Jesús era un niño. Un niño y a la vez Dios. Pero en todos los niños que nacen en el mundo podemos ver reflejada la gloria de Dios, el milagro de la vida, un destello del cielo que se está gestando, hoy, ahora.

Esta es la señal. No busquemos el cielo lejos, en las alturas. En Navidad, el cielo ha bajado a la tierra. El cielo envuelve y abraza la tierra, la humanidad, la carne y la sangre. Si Dios se hace niño es para enseñarnos que podemos ser divinos. El cielo late en nuestras venas y el cielo respira en aquel que está a nuestro lado: esposo, hijo, hermano, vecino que nos molesta o amigo al que nos confiamos. El cielo comienza en el bebé indefenso, el anciano frágil, el enfermo y el mendigo, el rico odiado y el pobre endeudado; en el famoso envidiado y el mediocre anónimo que sobrevive en el hastío. El cielo comienza en nosotros. 

Pero ¿cómo vivir todo esto? ¿Qué nos falta? Escuchar, como los pastores. Seguir la llamada y ponernos en camino. Ver y creer. Y para escuchar hay que velar en la noche fría... Si sabemos escuchar, si salimos de nosotros mismos, abandonando la cómoda hoguera junto al rebaño, también veremos y creeremos. Sabremos ver, como los pastores, la gracia invisible detrás de la realidad visible; la presencia divina trasparentándose en la carne humana; el Dios creador, infinito e insondable, metido en la pequeñez, tan vulnerable, de un niño envuelto en pañales.

Navidad 2016

sábado, 17 de diciembre de 2016

Padre de Dios



Santa Teresa decía con humor que San José era un intercesor infalible en el cielo: no en vano había sido el único hombre al que obedeció Dios, puesto que fue su padre en la tierra. Y si lo pensamos bien, ¡qué gran verdad es esta!

Solemos pensar en María como la madre de Dios. Pero no se habla tanto de san José como «padre» de Dios, al menos padre adoptivo. Y es que Dios, cuando se hizo hombre, no se saltó ninguna de las condiciones que vivimos todos los mortales. Fue en todo igual a nosotros ―salvo en el pecado, como recuerda san Pablo―. Nació como todos los niños del mundo, vivió en familia, jugó con otros niños, creció, aprendió un oficio y obedeció a su padre. En su vertiente humana, Jesús tendría mucho de María… ¡y mucho de José! 

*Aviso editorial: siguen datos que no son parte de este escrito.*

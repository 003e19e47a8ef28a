use async_trait::async_trait;
use chrono::{DateTime, Utc};
use serde::{Deserialize, Serialize};
use uuid::Uuid;

use duka_core::{
    BusinessContext, CustomerProfile, EscalationTicket, Feedback, InventoryItem, NewOrder, Order,
    OrderStatus, Result,
};

/// Catalog, brand metadata, and customer profiles for a business.
#[async_trait]
pub trait CatalogStore: Send + Sync {
    /// Business record by identifier.
    async fn business(&self, business_id: &str) -> Result<BusinessContext>;

    /// Resolve the business a customer messaged by its WhatsApp number.
    async fn business_for_number(&self, whatsapp_number: &str) -> Result<Option<BusinessContext>>;

    /// Product catalog for a business.
    async fn inventory(&self, business_id: &str) -> Result<Vec<InventoryItem>>;

    /// Customer profile, created on first contact from an unknown phone.
    async fn profile(&self, business_id: &str, phone: &str) -> Result<CustomerProfile>;

    /// Credit loyalty points and return the new balance.
    async fn add_loyalty_points(&self, business_id: &str, phone: &str, points: u64) -> Result<u64>;

    /// Record a post-order rating.
    async fn record_feedback(&self, business_id: &str, phone: &str, feedback: Feedback)
        -> Result<()>;

    /// Remember a delivery address as the customer's last known address.
    async fn remember_address(&self, business_id: &str, phone: &str, address: &str) -> Result<()>;
}

/// Order persistence. Identity and numbering are assigned here.
#[async_trait]
pub trait OrderStore: Send + Sync {
    async fn create_order(&self, new_order: NewOrder) -> Result<Order>;

    async fn update_status(&self, order_id: Uuid, status: OrderStatus) -> Result<()>;

    /// Orders for a customer filtered to the given statuses, most recent
    /// first.
    async fn find_orders(
        &self,
        business_id: &str,
        phone: &str,
        statuses: &[OrderStatus],
    ) -> Result<Vec<Order>>;

    async fn find_by_number(&self, business_id: &str, order_number: &str)
        -> Result<Option<Order>>;
}

/// Outbound media delivery on the customer's channel.
#[async_trait]
pub trait MediaGateway: Send + Sync {
    async fn send_product_image(
        &self,
        phone: &str,
        channel: &str,
        item: &InventoryItem,
    ) -> Result<()>;

    async fn send_catalog(&self, phone: &str, channel: &str, items: &[InventoryItem])
        -> Result<()>;
}

/// Records complaints for human follow-up.
#[async_trait]
pub trait EscalationSink: Send + Sync {
    async fn create_ticket(&self, ticket: EscalationTicket) -> Result<()>;
}

#[derive(Debug, Clone, Copy, PartialEq, Eq, Serialize, Deserialize)]
#[serde(rename_all = "lowercase")]
pub enum Direction {
    In,
    Out,
}

/// One logged message, either direction.
#[derive(Debug, Clone, Serialize, Deserialize)]
pub struct LogEntry {
    pub business_id: String,
    pub phone: String,
    pub direction: Direction,
    pub channel: String,
    pub text: String,
    pub at: DateTime<Utc>,
}

/// Conversation transcript, the source of prompt history.
#[async_trait]
pub trait MessageLog: Send + Sync {
    async fn append(&self, entry: LogEntry) -> Result<()>;

    /// The most recent entries for a conversation, oldest first.
    async fn recent(&self, business_id: &str, phone: &str, limit: usize) -> Result<Vec<LogEntry>>;
}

Pero ¿cómo era José? Hay dos evangelios que relatan algo de la infancia de Jesús: Mateo y Lucas. Lucas nos cuenta el nacimiento de Jesús desde la perspectiva femenina, de María, la virgen llena de gracia. Mateo nos lo cuenta desde el punto de vista de José, el padre adoptivo que acoge a la madre encinta y a su hijo, fruto del Espíritu Santo (Mateo 1, 20). Si María era llena de gracia ante Dios, José es descrito como hombre justo, y más que justo. Es tan bueno que ante el embarazo incomprensible de María, aún sin saber nada de lo que ocurre, intenta buscar una solución que no la perjudique a ella, tragándose todo su desconcierto y su dolor. Solo esto ya nos dice mucho de cómo era José.

Obediente


En el evangelio vemos que José es un hombre obediente. Por tres veces obedece el mandato de un ángel: recibe en su casa a María y la desposa. Se va a Egipto cuando Herodes quiere matar al niño. Regresa a su tierra cuando Herodes ha muerto. ¿Hemos de pensar con esto que José era meramente un hombre sumiso, con poca personalidad? Nada de eso.

Ser obediente requiere dos cosas: escuchar y hacer. Puedes escuchar, pero no hacer nada, o hacer lo contrario de lo que te dicen. O puedes no escuchar a nadie y actuar según tu propio criterio o impulso, y entonces te puedes equivocar y chocar con los demás una y otra vez. Escuchar: así comienza el Shemá, la plegaria de todo buen israelita. Escucha, Israel… Previo a todo, escuchar.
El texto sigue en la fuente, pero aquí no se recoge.